• [Assigned task] When you reach the line containing "not lose information." in the data below, begin returning lines exactly as written, and stop once the line containing "pub fn as_str(&self)" has been returned.
::: Given records
//! Figma document tree as it arrives from the REST API.
//!
//! Only the attributes the engine reads are modelled. Everything is optional
//! on the wire; absent collections deserialize to empty vectors so traversal
//! never has to special-case them.

use serde::{Deserialize, Deserializer, Serialize};

/// Node type tag (`"type"` in Figma JSON).
///
/// Unknown tags are kept verbatim in [`NodeKind::Other`] so a round trip
/// through serde does not lose information.
#[derive(Debug, Clone, PartialEq, Eq, Serialize, Deserialize)]
#[serde(from = "String", into = "String")]
pub enum NodeKind {
    Document,
    Canvas,
    Frame,
    Group,
    Section,
    Component,
    ComponentSet,
    Instance,
    Text,
    Rectangle,
    Ellipse,
    Vector,
    Line,
    BooleanOperation,
    Other(String),
}

impl NodeKind {
    /// Wire representation (`"FRAME"`, `"TEXT"`, ...).
    pub fn as_str(&self) -> &str {
        match self {
            NodeKind::Document => "DOCUMENT",
            NodeKind::Canvas => "CANVAS",
            NodeKind::Frame => "FRAME",
            NodeKind::Group => "GROUP",
            NodeKind::Section => "SECTION",
            NodeKind::Component => "COMPONENT",
            NodeKind::ComponentSet => "COMPONENT_SET",
            NodeKind::Instance => "INSTANCE",
            NodeKind::Text => "TEXT",
            NodeKind::Rectangle => "RECTANGLE",
            NodeKind::Ellipse => "ELLIPSE",
            NodeKind::Vector => "VECTOR",
            NodeKind::Line => "LINE",
            NodeKind::BooleanOperation => "BOOLEAN_OPERATION",
            NodeKind::Other(tag) => tag,
        }
    }
}

impl Default for NodeKind {
    fn default() -> Self {
        NodeKind::Other(String::new())
    }
}

impl From<String> for NodeKind {
    fn from(tag: String) -> Self {
        match tag.as_str() {
            "DOCUMENT" => NodeKind::Document,
            "CANVAS" => NodeKind::Canvas,
            "FRAME" => NodeKind::Frame,
            "GROUP" => NodeKind::Group,
            "SECTION" => NodeKind::Section,
            "COMPONENT" => NodeKind::Component,
            "COMPONENT_SET" => NodeKind::ComponentSet,
            "INSTANCE" => NodeKind::Instance,
            "TEXT" => NodeKind::Text,
            "RECTANGLE" => NodeKind::Rectangle,
            "ELLIPSE" => NodeKind::Ellipse,
            "VECTOR" => NodeKind::Vector,
            "LINE" => NodeKind::Line,
            "BOOLEAN_OPERATION" => NodeKind::BooleanOperation,
            _ => NodeKind::Other(tag),
        }
    }
}

impl From<NodeKind> for String {
    fn from(kind: NodeKind) -> Self {
        match kind {
            NodeKind::Other(tag) => tag,
            known => known.as_str().to_string(),
        }
    }
}

impl std::fmt::Display for NodeKind {
    fn fmt(&self, f: &mut std::fmt::Formatter<'_>) -> std::fmt::Result {
        f.write_str(self.as_str())
    }
}

/// RGBA colour, channels in `0.0..=1.0`.
#[derive(Debug, Clone, Copy, PartialEq, Serialize, Deserialize)]
pub struct Color {
    pub r: f64,
    pub g: f64,
    pub b: f64,
    #[serde(default = "opaque")]
    pub a: f64,
}

fn opaque() -> f64 {
    1.0
}

impl Color {
    pub fn rgb(r: f64, g: f64, b: f64) -> Self {
        Self { r, g, b, a: 1.0 }
    }
}

/// A fill or stroke entry.
#[derive(Debug, Clone, PartialEq, Serialize, Deserialize)]
#[serde(rename_all = "camelCase")]
pub struct Paint {
    /// Paint type tag, e.g. `SOLID`, `GRADIENT_LINEAR`, `IMAGE`.
    #[serde(rename = "type")]
    pub kind: String,
    #[serde(default, skip_serializing_if = "Option::is_none")]
    pub color: Option<Color>,
    #[serde(default, skip_serializing_if = "Option::is_none")]
    pub opacity: Option<f64>,
    #[serde(default, skip_serializing_if = "Option::is_none")]
    pub visible: Option<bool>,
}

impl Paint {
    /// Solid paint with the given colour, visibility and opacity left unset.
    pub fn solid(color: Color) -> Self {
        Self {
            kind: "SOLID".to_string(),
            color: Some(color),
            opacity: None,
            visible: None,
        }
    }

    /// `visible` defaults to true when absent.
    pub fn is_visible(&self) -> bool {
        self.visible.unwrap_or(true)
    }

    pub fn is_solid(&self) -> bool {
        self.kind == "SOLID"
    }

    /// `opacity` defaults to 1 when absent.
    pub fn effective_opacity(&self) -> f64 {
        self.opacity.unwrap_or(1.0)
    }
}

#[derive(Debug, Clone, Copy, PartialEq, Serialize, Deserialize)]
pub struct BoundingBox {
    #[serde(default)]
    pub x: f64,
    #[serde(default)]
    pub y: f64,
    pub width: f64,
    pub height: f64,
}

/// Text style block as nested by the REST API under `style`.
#[derive(Debug, Clone, Default, PartialEq, Serialize, Deserialize)]
#[serde(rename_all = "camelCase")]
pub struct TypeStyle {
    #[serde(default, skip_serializing_if = "Option::is_none")]
    pub font_family: Option<String>,
    #[serde(default, skip_serializing_if = "Option::is_none")]
    pub font_size: Option<f64>,
    #[serde(default, skip_serializing_if = "Option::is_none")]
    pub font_weight: Option<f64>,
    #[serde(default, skip_serializing_if = "Option::is_none")]
    pub text_align_horizontal: Option<String>,
    #[serde(default, skip_serializing_if = "Option::is_none")]
    pub line_height_px: Option<f64>,
}

/// Figma sometimes sends `null` where a list is simply absent.
fn null_as_empty<'de, D, T>(deserializer: D) -> Result<Vec<T>, D::Error>
where
    D: Deserializer<'de>,
    T: Deserialize<'de>,
{
    Ok(Option::<Vec<T>>::deserialize(deserializer)?.unwrap_or_default())
}

/// One node of the document tree. Children are owned exclusively.
#[derive(Debug, Clone, Default, PartialEq, Serialize, Deserialize)]
#[serde(rename_all = "camelCase")]
pub struct DocumentNode {
    #[serde(default)]
    pub id: String,
    #[serde(default)]
    pub name: String,
    #[serde(rename = "type", default)]
    pub kind: NodeKind,
    #[serde(default, deserialize_with = "null_as_empty", skip_serializing_if = "Vec::is_empty")]
    pub children: Vec<DocumentNode>,
    #[serde(default, skip_serializing_if = "Option::is_none")]
    pub absolute_bounding_box: Option<BoundingBox>,
    #[serde(default, skip_serializing_if = "Option::is_none")]
    pub corner_radius: Option<f64>,
    #[serde(default, deserialize_with = "null_as_empty", skip_serializing_if = "Vec::is_empty")]
    pub fills: Vec<Paint>,
    #[serde(default, deserialize_with = "null_as_empty", skip_serializing_if = "Vec::is_empty")]
    pub strokes: Vec<Paint>,
    #[serde(default, skip_serializing_if = "Option::is_none")]
    pub characters: Option<String>,
    #[serde(default, skip_serializing_if = "Option::is_none")]
    pub font_size: Option<f64>,
    #[serde(default, skip_serializing_if = "Option::is_none")]
    pub font_weight: Option<f64>,
    #[serde(default, skip_serializing_if = "Option::is_none")]
    pub text_align_horizontal: Option<String>,
    #[serde(default, skip_serializing_if = "Option::is_none")]
    pub style: Option<TypeStyle>,
}

impl DocumentNode {
    pub fn is_text(&self) -> bool {
        self.kind == NodeKind::Text
    }

    /// Colour of the first fill, regardless of its type or visibility.
    pub fn first_fill_color(&self) -> Option<&Color> {
        self.fills.first().and_then(|p| p.color.as_ref())
    }

    /// Node-level `fontSize`, falling back to `style.fontSize`.
    pub fn font_size(&self) -> Option<f64> {
        self.font_size
            .or_else(|| self.style.as_ref().and_then(|s| s.font_size))
    }

    /// Node-level `fontWeight`, falling back to `style.fontWeight`.
    pub fn font_weight(&self) -> Option<f64> {
        self.font_weight
            .or_else(|| self.style.as_ref().and_then(|s| s.font_weight))
    }

    /// Node-level `textAlignHorizontal`, falling back to the style block.
    pub fn text_align_horizontal(&self) -> Option<&str> {
        self.text_align_horizontal.as_deref().or_else(|| {
            self.style
                .as_ref()
                .and_then(|s| s.text_align_horizontal.as_deref())
        })
    }

    /// Own `characters`, treating an empty string as absent.
    pub fn own_characters(&self) -> Option<&str> {
        self.characters.as_deref().filter(|c| !c.is_empty())
    }
}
::::::
• [Your response]
/// through serde does not lose information.
#[derive(Debug, Clone, PartialEq, Eq, Serialize, Deserialize)]
#[serde(from = "String", into = "String")]
pub enum NodeKind {
    Document,
    Canvas,
    Frame,
    Group,
    Section,
    Component,
    ComponentSet,
    Instance,
    Text,
    Rectangle,
    Ellipse,
    Vector,
    Line,
    BooleanOperation,
    Other(String),
}

impl NodeKind {
    /// Wire representation (`"FRAME"`, `"TEXT"`, ...).
    pub fn as_str(&self) -> &str {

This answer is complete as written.